As seen in Tutorial 3, DISSTANS can also make use of data variance and covariance if provided in the timeseries. While this was not specifically addressed in the previous tutorial, taking advantage of that information can improve the fit to the data and provide insight into fitted model parameter covariances, especially when there is a large amount of correlation across components. This tutorial will explore this with a small synthetic network that has large but strongly correlated errors.

Making a noisy network

The setup should be familiar:

>>> # initialize RNG
>>> import numpy as np
>>> rng = np.random.default_rng(0)
>>> # create network in shape of a circle
>>> from disstans import Network, Station
>>> net_name = "CircleVolcano"
>>> num_stations = 8
>>> station_names = [f"S{i:1d}" for i in range(1, num_stations + 1)]
>>> angles = np.linspace(0, 2*np.pi, num=num_stations, endpoint=False)
>>> lons, lats = np.cos(angles)/10, np.sin(angles)/10
>>> net = Network(name=net_name)
>>> for (istat, stat_name), lon, lat in zip(enumerate(station_names), lons, lats):
...     net[stat_name] = Station(name=stat_name, location=[lat, lon, 0.0])
>>> # create timevector
>>> import pandas as pd
>>> t_start_str = "2000-01-01"
>>> t_end_str = "2001-01-01"
>>> timevector = pd.date_range(start=t_start_str, end=t_end_str, freq="1D")

This will create a network of 8 stations, arranged in a circle, and define the timespan we’re interested in.

In the next step, like in the previous tutorial, we will create a function that returns model parameters for the generation of the synthetic data. The function most crucially though will also create the correlated noise. It does that by defining a (constant) noise covariance matrix, and then rotating that based on the location of the station. The result will be a noise covariance ellipse that will also have its long side pointed outwards of the center of the network. The function will both return the noise realization for a station, as well as the data variance and covariance vectors.

For the signal itself, we will have a constant secular motion across the network, and in the first half of the timespan, a transient outwards of the center.
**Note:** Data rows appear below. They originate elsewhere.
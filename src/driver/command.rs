//! Operator commands understood by the driver

use crate::buffer::Order;
use crate::sorting::Algorithm;

#[derive(Debug, Clone, Copy, PartialEq, Eq)]
pub enum Command {
    TogglePlay,
    Reset,
    SetOrder(Order),
    /// Double the bar count
    Grow,
    /// Halve the bar count
    Shrink,
    /// Double the tick rate
    Faster,
    /// Halve the tick rate
    Slower,
    Select(Algorithm),
    Quit,
}
//! Controls legend: algorithms on the left, playback in the middle, order on the right

use crate::buffer::Order;
use crate::snapshot::Snapshot;
use crate::sorting::Algorithm;
use crate::ui::theme::DEFAULT_THEME;
use ratatui::{
    layout::{Constraint, Direction, Layout, Rect},
    style::{Modifier, Style},
    text::{Line, Span},
    widgets::{Block, Borders, Paragraph},
    Frame,
};

/// Height the controls pane needs, borders included
pub const CONTROLS_HEIGHT: u16 = Algorithm::ALL.len() as u16 + 2;

fn entry(key: &str, label: String, style: Style) -> Line<'static> {
    Line::from(vec![
        Span::styled(
            format!(" {} ", key),
            Style::default().fg(DEFAULT_THEME.comment).add_modifier(Modifier::BOLD),
        ),
        Span::styled(format!(" {}", label), style),
    ])
}

pub fn render_controls_pane(frame: &mut Frame, area: Rect, snapshot: &Snapshot<'_>) {
    let block = Block::default()
        .title(" Controls ")
        .borders(Borders::ALL)
        .border_style(Style::default().fg(DEFAULT_THEME.border));
    let inner = block.inner(area);
    frame.render_widget(block, area);

    let columns = Layout::default()
        .direction(Direction::Horizontal)
        .constraints([
            Constraint::Percentage(34),
            Constraint::Percentage(33),
            Constraint::Percentage(33),
        ])
        .split(inner);

    let normal = Style::default().fg(DEFAULT_THEME.fg);

    let algorithms: Vec<Line> = Algorithm::ALL
        .into_iter()
        .map(|algorithm| {
            let style = if algorithm == snapshot.algorithm {
                Style::default()
                    .fg(DEFAULT_THEME.selected)
                    .add_modifier(Modifier::BOLD)
            } else {
                normal
            };
            entry(
                &algorithm.key().to_ascii_uppercase().to_string(),
                algorithm.name().to_string(),
                style,
            )
        })
        .collect();
    frame.render_widget(Paragraph::new(algorithms), columns[0]);

    let play_pause = if snapshot.is_playing() { "Pause" } else { "Play" };
    let playback = vec![
        entry("←/→", format!("{} Bars", snapshot.bars), normal),
        entry("↑/↓", format!("{} Tick", snapshot.tick_rate), normal),
        entry("⎵", play_pause.to_string(), normal),
        entry("R", "Reset".to_string(), normal),
        entry("Esc", "Quit".to_string(), normal),
    ];
    frame.render_widget(Paragraph::new(playback), columns[1]);

    let orders: Vec<Line> = [(Order::Ascending, "A"), (Order::Descending, "D")]
        .into_iter()
        .map(|(order, key)| {
            let style = if order == snapshot.order {
                Style::default()
                    .fg(DEFAULT_THEME.active)
                    .add_modifier(Modifier::BOLD)
            } else {
                normal
            };
            entry(key, order.name().to_string(), style)
        })
        .collect();
    frame.render_widget(Paragraph::new(orders), columns[2]);
}
//! The working buffer being sorted
//!
//! This module provides the single mutable array every algorithm operates on:
//! - [`WorkingBuffer`]: the values, the target [`Order`] and a regeneration counter
//! - [`Distribution`]: how fresh contents are generated
//! - [`order`]: the ascending/descending flag and its comparison helpers
//!
//! # Mutation Model
//!
//! Algorithms only ever touch the buffer through [`WorkingBuffer::swap`] and
//! [`WorkingBuffer::set`]. Each call is one observable mutation and is what a
//! step producer reports before suspending.

pub mod order;

pub use order::Order;

use rand::seq::SliceRandom;
use rand::Rng;

/// Largest value a generated buffer holds; bars are scaled against it
pub const VALUE_RANGE: u32 = 1024;

/// How a freshly generated buffer is filled
#[derive(Debug, Clone, Copy, PartialEq, Eq, Default)]
pub enum Distribution {
    /// Shuffled, evenly spaced, distinct values spanning `1..=VALUE_RANGE`.
    /// Buffers longer than the range hold `1..=size` instead.
    #[default]
    Permutation,
    /// Independent random values in `1..=VALUE_RANGE` (duplicates allowed)
    Uniform,
}

/// The array being sorted plus its target order
#[derive(Debug, Clone)]
pub struct WorkingBuffer {
    values: Vec<u32>,
    order: Order,
    distribution: Distribution,
    /// Bumped every time the contents are regenerated
    generation: u64,
}

impl WorkingBuffer {
    /// Create a buffer of `size` random values
    pub fn generate<R: Rng + ?Sized>(
        size: usize,
        distribution: Distribution,
        order: Order,
        rng: &mut R,
    ) -> Self {
        WorkingBuffer {
            values: fill(size, distribution, rng),
            order,
            distribution,
            generation: 0,
        }
    }

    /// Wrap existing values (used by tests and scripted scenarios)
    pub fn from_values(values: Vec<u32>, order: Order) -> Self {
        WorkingBuffer {
            values,
            order,
            distribution: Distribution::Permutation,
            generation: 0,
        }
    }

    /// Replace the contents with `size` fresh random values
    pub fn regenerate<R: Rng + ?Sized>(&mut self, size: usize, rng: &mut R) {
        self.values = fill(size, self.distribution, rng);
        self.generation += 1;
    }

    /// Randomly permute the current contents in place
    pub fn shuffle<R: Rng + ?Sized>(&mut self, rng: &mut R) {
        self.values.shuffle(rng);
    }

    #[inline]
    pub fn swap(&mut self, i: usize, j: usize) {
        self.values.swap(i, j);
    }

    #[inline]
    pub fn set(&mut self, index: usize, value: u32) {
        self.values[index] = value;
    }

    #[inline]
    pub fn get(&self, index: usize) -> u32 {
        self.values[index]
    }

    #[inline]
    pub fn len(&self) -> usize {
        self.values.len()
    }

    pub fn is_empty(&self) -> bool {
        self.values.is_empty()
    }

    pub fn values(&self) -> &[u32] {
        &self.values
    }

    pub fn order(&self) -> Order {
        self.order
    }

    pub fn set_order(&mut self, order: Order) {
        self.order = order;
    }

    pub fn generation(&self) -> u64 {
        self.generation
    }

    /// Check whether every adjacent pair satisfies the buffer's order
    pub fn is_sorted(&self) -> bool {
        self.values
            .windows(2)
            .all(|pair| self.order.in_order(pair[0], pair[1]))
    }

    /// Count pairs `(i, j)` with `i < j` whose values are out of order.
    ///
    /// Quadratic, but buffers are capped at a few hundred elements.
    pub fn inversions(&self) -> usize {
        let mut count = 0;
        for (i, &a) in self.values.iter().enumerate() {
            count += self.values[i + 1..]
                .iter()
                .filter(|&&b| self.order.precedes(b, a))
                .count();
        }
        count
    }
}

fn fill<R: Rng + ?Sized>(size: usize, distribution: Distribution, rng: &mut R) -> Vec<u32> {
    match distribution {
        Distribution::Permutation => {
            let len = size as u64;
            let span = len.max(u64::from(VALUE_RANGE));
            let mut values: Vec<u32> = (1..=len).map(|i| (i * span / len) as u32).collect();
            values.shuffle(rng);
            values
        }
        Distribution::Uniform => (0..size).map(|_| rng.gen_range(1..=VALUE_RANGE)).collect(),
    }
}
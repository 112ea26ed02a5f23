// Tick-driven scheduler for sorting sessions

use crate::buffer::{Distribution, Order, WorkingBuffer};
use crate::driver::command::Command;
use crate::driver::constants::*;
use crate::driver::session::Session;
use crate::snapshot::Snapshot;
use crate::sorting::{Algorithm, Progress, Step};
use log::{debug, info, trace};
use rand::rngs::StdRng;
use rand::SeedableRng;
use std::ops::ControlFlow;

/// Whether ticks currently advance the session
#[derive(Debug, Clone, Copy, PartialEq, Eq)]
pub enum RunState {
    /// Nothing to resume: fresh configuration or a finished run
    Idle,
    Running,
    /// Stopped by the operator, the session is kept
    Paused,
}

/// What the last tick (or reconfiguration) left behind
#[derive(Debug, Clone, Copy, PartialEq, Eq)]
pub enum Status {
    Ready,
    InProgress,
    Sorted,
}

/// Startup configuration for a [`Driver`]
#[derive(Debug, Clone)]
pub struct Settings {
    pub bars: usize,
    pub tick_rate: u32,
    pub algorithm: Algorithm,
    pub order: Order,
    pub distribution: Distribution,
    pub seed: u64,
}

impl Default for Settings {
    fn default() -> Self {
        Settings {
            bars: DEFAULT_BARS,
            tick_rate: DEFAULT_TICK_RATE,
            algorithm: Algorithm::default(),
            order: Order::default(),
            distribution: Distribution::default(),
            seed: 0,
        }
    }
}

/// Owns the working buffer and the active session, and advances the session
/// by exactly one step per tick while running.
#[derive(Debug)]
pub struct Driver {
    buffer: WorkingBuffer,
    algorithm: Algorithm,

    /// Built lazily on the first tick after any invalidation
    session: Option<Session>,

    state: RunState,
    status: Status,
    tick_rate: u32,

    /// Seeds buffer generation and crazy sort shuffles
    rng: StdRng,

    /// Most recent step, for highlighting
    last_step: Option<Step>,

    /// Steps taken by the current (or just finished) session
    steps: usize,
}

impl Driver {
    pub fn new(settings: Settings) -> Self {
        let mut rng = StdRng::seed_from_u64(settings.seed);
        let bars = settings.bars.clamp(MIN_BARS, MAX_BARS);
        let buffer =
            WorkingBuffer::generate(bars, settings.distribution, settings.order, &mut rng);
        let driver = Driver::with_buffer(buffer, settings.algorithm, settings.tick_rate, rng);
        info!(
            "driver started: {} bars, {} ticks/s, {}, {}",
            bars, driver.tick_rate, settings.algorithm, settings.order
        );
        driver
    }

    /// Drive an existing buffer, e.g. a scripted input
    pub fn from_buffer(buffer: WorkingBuffer, algorithm: Algorithm, seed: u64) -> Self {
        let rng = StdRng::seed_from_u64(seed);
        Driver::with_buffer(buffer, algorithm, DEFAULT_TICK_RATE, rng)
    }

    fn with_buffer(
        buffer: WorkingBuffer,
        algorithm: Algorithm,
        tick_rate: u32,
        rng: StdRng,
    ) -> Self {
        Driver {
            buffer,
            algorithm,
            session: None,
            state: RunState::Idle,
            status: Status::Ready,
            tick_rate: tick_rate.clamp(MIN_TICK_RATE, MAX_TICK_RATE),
            rng,
            last_step: None,
            steps: 0,
        }
    }

    /// Advance the active session once if running.
    ///
    /// Returns `None` when not running.
    pub fn tick(&mut self) -> Option<Progress> {
        if self.state != RunState::Running {
            return None;
        }

        if self.session.is_none() {
            debug!(
                "new {} session over {} values ({} inversions)",
                self.algorithm,
                self.buffer.len(),
                self.buffer.inversions()
            );
            self.session = Some(Session::new(self.algorithm, &self.buffer, &mut self.rng));
        }
        let session = self.session.as_mut()?;

        let progress = session.advance(&mut self.buffer);
        self.steps = session.steps();
        match progress {
            Progress::Progressed(step) => {
                trace!("step {}: {:?}", self.steps, step);
                self.last_step = Some(step);
                self.status = Status::InProgress;
            }
            Progress::Completed => {
                info!("{} finished in {} steps", self.algorithm, self.steps);
                self.session = None;
                self.last_step = None;
                self.state = RunState::Idle;
                self.status = Status::Sorted;
            }
        }
        Some(progress)
    }

    pub fn set_playing(&mut self, playing: bool) {
        self.state = if playing {
            RunState::Running
        } else {
            RunState::Paused
        };
    }

    pub fn toggle_playing(&mut self) {
        self.set_playing(!self.is_running());
    }

    /// Fill the buffer with fresh random values and stop
    pub fn reset(&mut self) {
        let len = self.buffer.len();
        self.buffer.regenerate(len, &mut self.rng);
        self.invalidate("reset");
    }

    pub fn set_order(&mut self, order: Order) {
        self.buffer.set_order(order);
        self.invalidate("order changed");
    }

    pub fn select_algorithm(&mut self, algorithm: Algorithm) {
        self.algorithm = algorithm;
        self.invalidate("algorithm changed");
    }

    /// Regenerate the buffer at `bars` elements, clamped to the allowed range.
    ///
    /// Returns the size actually used.
    pub fn resize(&mut self, bars: usize) -> usize {
        let bars = bars.clamp(MIN_BARS, MAX_BARS);
        self.buffer.regenerate(bars, &mut self.rng);
        self.invalidate("resized");
        bars
    }

    pub fn grow(&mut self) -> usize {
        self.resize(self.buffer.len().saturating_mul(2))
    }

    pub fn shrink(&mut self) -> usize {
        self.resize(self.buffer.len() / 2)
    }

    /// Set the tick rate, clamped. Does not touch the session.
    pub fn set_tick_rate(&mut self, tick_rate: u32) -> u32 {
        self.tick_rate = tick_rate.clamp(MIN_TICK_RATE, MAX_TICK_RATE);
        self.tick_rate
    }

    pub fn faster(&mut self) -> u32 {
        self.set_tick_rate(self.tick_rate.saturating_mul(2))
    }

    pub fn slower(&mut self) -> u32 {
        self.set_tick_rate(self.tick_rate / 2)
    }

    /// Execute one operator command. Breaks on quit.
    pub fn apply(&mut self, command: Command) -> ControlFlow<()> {
        match command {
            Command::TogglePlay => self.toggle_playing(),
            Command::Reset => self.reset(),
            Command::SetOrder(order) => self.set_order(order),
            Command::Grow => {
                self.grow();
            }
            Command::Shrink => {
                self.shrink();
            }
            Command::Faster => {
                self.faster();
            }
            Command::Slower => {
                self.slower();
            }
            Command::Select(algorithm) => self.select_algorithm(algorithm),
            Command::Quit => return ControlFlow::Break(()),
        }
        ControlFlow::Continue(())
    }

    /// Drop the session; the next tick rebuilds it from the current buffer
    fn invalidate(&mut self, reason: &str) {
        if let Some(session) = self.session.take() {
            debug!(
                "{} session dropped after {} steps: {}",
                session.algorithm(),
                session.steps(),
                reason
            );
        }
        self.state = RunState::Idle;
        self.status = Status::Ready;
        self.last_step = None;
        self.steps = 0;
    }

    // ========== Getter methods for UI ==========

    pub fn snapshot(&self) -> Snapshot<'_> {
        Snapshot {
            values: self.buffer.values(),
            order: self.buffer.order(),
            algorithm: self.algorithm,
            state: self.state,
            status: self.status,
            tick_rate: self.tick_rate,
            bars: self.buffer.len(),
            steps: self.steps,
            last_step: self.last_step,
        }
    }

    pub fn buffer(&self) -> &WorkingBuffer {
        &self.buffer
    }

    pub fn algorithm(&self) -> Algorithm {
        self.algorithm
    }

    pub fn order(&self) -> Order {
        self.buffer.order()
    }

    pub fn state(&self) -> RunState {
        self.state
    }

    pub fn status(&self) -> Status {
        self.status
    }

    pub fn is_running(&self) -> bool {
        self.state == RunState::Running
    }

    pub fn has_session(&self) -> bool {
        self.session.is_some()
    }

    pub fn tick_rate(&self) -> u32 {
        self.tick_rate
    }

    pub fn steps(&self) -> usize {
        self.steps
    }
}
// Constants for the sorting driver

pub use crate::buffer::VALUE_RANGE;

/// Bar count bounds, applied by clamping
pub const MIN_BARS: usize = 4;
pub const MAX_BARS: usize = 256;
pub const DEFAULT_BARS: usize = 64;

/// Tick rate bounds in steps per second, applied by clamping
pub const MIN_TICK_RATE: u32 = 4;
pub const MAX_TICK_RATE: u32 = 256;
pub const DEFAULT_TICK_RATE: u32 = 64;
//! Main TUI application state and logic

use crate::driver::{Command, Driver};
use crate::ui::keymap;
use crate::ui::panes::{self, controls::CONTROLS_HEIGHT};
use crossterm::event::{self, Event, KeyEvent, KeyEventKind};
use ratatui::{
    backend::Backend,
    layout::{Constraint, Direction, Layout},
    Frame, Terminal,
};
use std::io;
use std::ops::ControlFlow;
use std::time::{Duration, Instant};

/// How long to wait for input while nothing is playing
const IDLE_POLL: Duration = Duration::from_millis(100);

/// The main application state
pub struct App {
    /// Owns the buffer and the active session
    pub driver: Driver,

    /// Whether the app should quit
    pub should_quit: bool,

    /// Last time a step was taken in play mode
    pub last_tick: Instant,
}

impl App {
    pub fn new(driver: Driver) -> Self {
        App {
            driver,
            should_quit: false,
            last_tick: Instant::now(),
        }
    }

    /// Run the TUI application
    pub fn run<B: Backend>(&mut self, terminal: &mut Terminal<B>) -> io::Result<()> {
        loop {
            terminal.draw(|f| self.render(f))?;

            if self.should_quit {
                break;
            }

            let interval = self.tick_interval();
            if self.driver.is_running() && self.last_tick.elapsed() >= interval {
                self.driver.tick();
                self.last_tick = Instant::now();
            }

            // Wake up in time for the next tick, or idle while stopped
            let timeout = if self.driver.is_running() {
                interval.saturating_sub(self.last_tick.elapsed())
            } else {
                IDLE_POLL
            };

            if event::poll(timeout)? {
                if let Event::Key(key) = event::read()? {
                    if key.kind == KeyEventKind::Press {
                        self.handle_key_event(key);
                    }
                }
            }
        }

        Ok(())
    }

    /// Time between steps at the current tick rate
    pub fn tick_interval(&self) -> Duration {
        Duration::from_secs(1) / self.driver.tick_rate().max(1)
    }

    /// Render the UI
    fn render(&self, frame: &mut Frame) {
        let chunks = Layout::default()
            .direction(Direction::Vertical)
            .constraints([
                Constraint::Length(CONTROLS_HEIGHT),
                Constraint::Min(0),
                Constraint::Length(1),
            ])
            .split(frame.area());

        let snapshot = self.driver.snapshot();
        panes::render_controls_pane(frame, chunks[0], &snapshot);
        panes::render_bars_pane(frame, chunks[1], &snapshot);
        panes::render_status_bar(frame, chunks[2], &snapshot);
    }

    /// Handle keyboard events
    pub fn handle_key_event(&mut self, key: KeyEvent) {
        let Some(command) = keymap::command_for(key) else {
            return;
        };

        if let ControlFlow::Break(()) = self.driver.apply(command) {
            self.should_quit = true;
            return;
        }

        if command == Command::TogglePlay && self.driver.is_running() {
            // Take the first step right away
            self.last_tick = Instant::now()
                .checked_sub(self.tick_interval())
                .unwrap_or_else(Instant::now);
        }
    }
}
//! Bar chart of the working buffer
//!
//! Each value becomes a vertical bar scaled against the fixed value range,
//! drawn with eighth-block glyphs for sub-cell height. Colors follow value
//! rank: small values lean green, large values lean red, all with full blue.
//! Bars touched by the last step are highlighted. When there are more values
//! than columns, columns sample the buffer evenly.

use crate::buffer::VALUE_RANGE;
use crate::snapshot::Snapshot;
use crate::ui::theme::DEFAULT_THEME;
use ratatui::{
    buffer::Buffer,
    layout::Rect,
    style::{Color, Style},
    widgets::{Block, Borders, Widget},
    Frame,
};
use rustc_hash::FxHashMap;

const BLOCKS: [&str; 9] = [" ", "▁", "▂", "▃", "▄", "▅", "▆", "▇", "█"];

/// Render the bars pane
pub fn render_bars_pane(frame: &mut Frame, area: Rect, snapshot: &Snapshot<'_>) {
    let block = Block::default()
        .title(format!(" {} · {} ", snapshot.algorithm, snapshot.order))
        .borders(Borders::ALL)
        .border_style(Style::default().fg(DEFAULT_THEME.border));

    let inner = block.inner(area);
    frame.render_widget(block, area);
    frame.render_widget(
        Bars {
            values: snapshot.values,
            highlighted: snapshot.highlighted(),
        },
        inner,
    );
}

/// Map each distinct value to its rank color
pub fn rank_colors(values: &[u32]) -> FxHashMap<u32, Color> {
    let mut distinct = values.to_vec();
    distinct.sort_unstable();
    distinct.dedup();

    let k = distinct.len() as u32;
    distinct
        .into_iter()
        .zip(0u32..)
        .map(|(value, rank)| {
            let red = (rank + 1) * 255 / k;
            let green = (k - rank) * 255 / k;
            (value, Color::Rgb(red as u8, green as u8, 255))
        })
        .collect()
}

/// Height of a bar in eighths of a cell, rounded up so no bar vanishes
fn bar_eighths(value: u32, rows: usize) -> usize {
    let range = VALUE_RANGE as usize;
    (value.min(VALUE_RANGE) as usize * rows * 8).div_ceil(range)
}

struct Bars<'a> {
    values: &'a [u32],
    highlighted: Vec<usize>,
}

impl Widget for Bars<'_> {
    fn render(self, area: Rect, buf: &mut Buffer) {
        if area.width == 0 || area.height == 0 || self.values.is_empty() {
            return;
        }

        let colors = rank_colors(self.values);
        let count = self.values.len();
        let columns = area.width as usize;
        let rows = area.height as usize;

        for column in 0..columns {
            let index = column * count / columns;
            let value = self.values[index];
            let color = if self.highlighted.contains(&index) {
                DEFAULT_THEME.highlight
            } else {
                colors.get(&value).copied().unwrap_or(DEFAULT_THEME.fg)
            };

            let x = area.left() + column as u16;
            let eighths = bar_eighths(value, rows);
            for row in 0..rows {
                let filled = eighths.saturating_sub(row * 8).min(8);
                if filled == 0 {
                    break;
                }
                let y = area.bottom() - 1 - row as u16;
                if let Some(cell) = buf.cell_mut((x, y)) {
                    cell.set_symbol(BLOCKS[filled]).set_fg(color);
                }
            }
        }
    }
}

#[cfg(test)]
mod tests {
    use super::*;

    #[test]
    fn test_rank_colors_run_green_to_red() {
        let colors = rank_colors(&[30, 10, 20, 10]);
        assert_eq!(colors.len(), 3);
        assert_eq!(colors[&10], Color::Rgb(85, 255, 255));
        assert_eq!(colors[&30], Color::Rgb(255, 85, 255));
    }

    #[test]
    fn test_bar_heights() {
        assert_eq!(bar_eighths(VALUE_RANGE, 10), 80);
        assert_eq!(bar_eighths(VALUE_RANGE / 2, 10), 40);
        assert_eq!(bar_eighths(1, 10), 1);
    }

    #[test]
    fn test_tallest_bar_fills_the_column() {
        let area = Rect::new(0, 0, 4, 3);
        let mut buf = Buffer::empty(area);
        Bars {
            values: &[VALUE_RANGE, 1],
            highlighted: Vec::new(),
        }
        .render(area, &mut buf);

        for y in 0..3 {
            assert_eq!(buf.cell((0, y)).map(|c| c.symbol()), Some("█"));
        }
        assert_eq!(buf.cell((2, 2)).map(|c| c.symbol()), Some("▁"));
        assert_eq!(buf.cell((2, 1)).map(|c| c.symbol()), Some(" "));
    }
}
The function will look like this:

>>> def generate_model_and_noise(angle, rng):
...     # get dimensions
...     n1 = int(np.floor(timevector.size / 2))
...     n2 = int(np.ceil(timevector.size / 2))
...     # rotation matrix
...     R = np.array([[np.cos(angle), -np.sin(angle)], [np.sin(angle), np.cos(angle)]])
...     # secular motion
...     p_sec = np.array([[0, 0], [6, 0]])
...     # transient motion, only in first half
...     p_vol = np.array([[8, 0]])
...     p_vol_rot = p_vol @ R.T
...     # correlated error in direction of angle in first half
...     cov_cor = np.diag([10, 3])
...     cov_rot = R @ cov_cor @ R.T
...     noise_cor = np.empty((timevector.size, 2))
...     noise_cor[:n1, :] = rng.multivariate_normal(mean=(0, 0), cov=cov_rot, size=n1)
...     # not correlated in second half
...     cov_uncor = np.diag([3, 3])
...     noise_cor[-n2:, :] = rng.multivariate_normal(mean=(0, 0), cov=cov_uncor, size=n2)
...     # make uncertainty columns
...     var_en = np.empty((timevector.size, 2))
...     cov_en = np.empty((timevector.size, 1))
...     var_en[:n1, :] = np.diag(cov_rot).reshape(1, 2) * np.ones((n1, 2))
...     var_en[-n2:, :] = np.diag(cov_uncor).reshape(1, 2) * np.ones((n2, 2))
...     cov_en[:n1, :] = cov_rot[0, 1] * np.ones((n1, 1))
...     cov_en[-n2:, :] = cov_uncor[0, 1] * np.ones((n2, 1))
...     return p_sec, p_vol_rot, noise_cor, var_en, cov_en

Now we can create the “true” timeseries, as well as a “data” timeseries that contains noise. As before, we first create the Model objects, then evaluate them to get the two timeseries, then make Timeseries objects out of them, add them to the station as the two timeseries 'Truth' and 'Displacement', and finally add the model objects to the station as well.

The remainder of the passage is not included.